Monday, May 2, 2011

Visiting Le Casot des Mailloles


Having been blown away by the bottle of El Nino I tasted at Hibiscus a couple of months ago I was particularly keen to visit its producers Alain Castex and Ghislaine Magnier of Le Casot des Mailloles when we were down in Collioure last week.

They produce their wine from a tiny chai in the backstreets of Banyuls, just up the road from the natural wine bar El Xadic del Mar and are the real deal. Completely natural. No sulphites.

It made the 2010s we were tasting quite hard to read at this early stage (the current releases tend to be 3-4 years older than this) but there was a live quality about them and an intensity to the underlying fruit that gave you a sense of the experience to come.

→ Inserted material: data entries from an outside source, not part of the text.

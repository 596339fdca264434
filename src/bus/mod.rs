//! Device event bus: transport contract, per-device bridges and an
//! in-memory broker.
//!
//! The runtime does not ship a network publish/subscribe client. Anything
//! that can hand out a [`BusConnection`] for a device (an MQTT client, a
//! serial gateway, the bundled [`LocalBus`]) plugs in through
//! [`DeviceLink`].
//!
//! # Key Concepts
//!
//! - **DeviceLink**: identity of a device plus a way to open a connection
//!   to its message bus
//! - **EventBridge**: one connection per device, topic → ordered callbacks,
//!   drained on the engine thread
//! - **SubscriptionSet**: the bridges owned by one state

mod bridge;
mod error;
mod local;
mod topic;

pub use bridge::{Callback, EventBridge, SubscriptionSet};
pub use error::BusError;
pub use local::{LocalBus, LocalDevice};
pub use topic::{io_topic, topic_matches, ALL_DEVICES, DEVICE_ROOT};

use std::sync::Arc;

/// A message received from the device bus.
#[derive(Clone, Debug, PartialEq, Eq)]
pub struct BusMessage {
    pub topic: String,
    pub payload: String,
}

impl BusMessage {
    pub fn new(topic: impl Into<String>, payload: impl Into<String>) -> Self {
        Self {
            topic: topic.into(),
            payload: payload.into(),
        }
    }
}

/// Handler invoked by a transport for every message on a subscribed topic.
///
/// Transports may call handlers from any thread.
pub type MessageHandler = Arc<dyn Fn(BusMessage) + Send + Sync>;

/// A device whose message bus can be subscribed to.
pub trait DeviceLink: Send + Sync {
    /// Stable identity used to share one bridge per device.
    fn identity(&self) -> &str;

    /// Open a new connection to this device's bus.
    fn open(&self) -> Result<Box<dyn BusConnection>, BusError>;
}

/// One open connection to a device bus.
pub trait BusConnection: Send {
    /// Subscribe to `filter`; `handler` receives every matching message.
    fn subscribe(&mut self, filter: &str, handler: MessageHandler) -> Result<(), BusError>;

    fn unsubscribe(&mut self, filter: &str) -> Result<(), BusError>;

    /// Drop every subscription and release the connection.
    fn close(&mut self);
}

The easiest to appreciate was a wonderfully fragrant bottle of El Nino 2010 which had been open 2 days - a blend of Carignan, Grenache Gris and Syrah. We immediately thought of the food we’d like to eat with it - a grilled Gloucester Old Spot pork chop, lamb and beans, veal or Camembert Fermier . . . it's a wine that makes you hungry.

The next three wines were still in tank or cask:

Soula 2010 - 100% Grenache Noir. Still quite funky - almost cheesy - but lovely wild plummy fruit. What Castex described as a microvinification.

Visinum - Syrah, Grenache and Carignan with lipsmacking syrah spiciness. Slightly cidery on the nose but spread out like a peacock’s tail in the glass. Very warming.

Le Poudre d’Escampette - Grenache Noir, Carignan and Mourvèdre (from round Lac Canigou). Very lush and exotic - the Mourvèdre, one of my favourite grapes, dominated.

We also tasted their Blanc du Casot 2009, a rich creamy white with touch of caramelised apple peel, apple pie spices and just a hint of petillance. 60% Grenache Gris, 30% Grenache Blanc and another 10% of assorted varieties like Carignan Blanc, Marsanne and Roussanne, which had been planted the traditional way all together.

Having been refused an AOC twice they now don’t bother and simply label their wines vin de table.


We’d been advised to go up to the vineyards if we got the opportunity and fortunately the rainy weather that day broke long enough to drive up there They’re up on vertiginous schistous slopes above the town which they work themselves with a traditional pick called a Xadic.


Everything has to be worked by hand which means they do most of the work themselves. "A lot of people feel that manual work like that is beneath them but for biodynamics you to have contact with the earth" says Castex. “If you drop a cows horn by helicopter there’s not much point, is there?”. Indeed there isn't.




The wines are distributed in the UK by Dynamic Vines.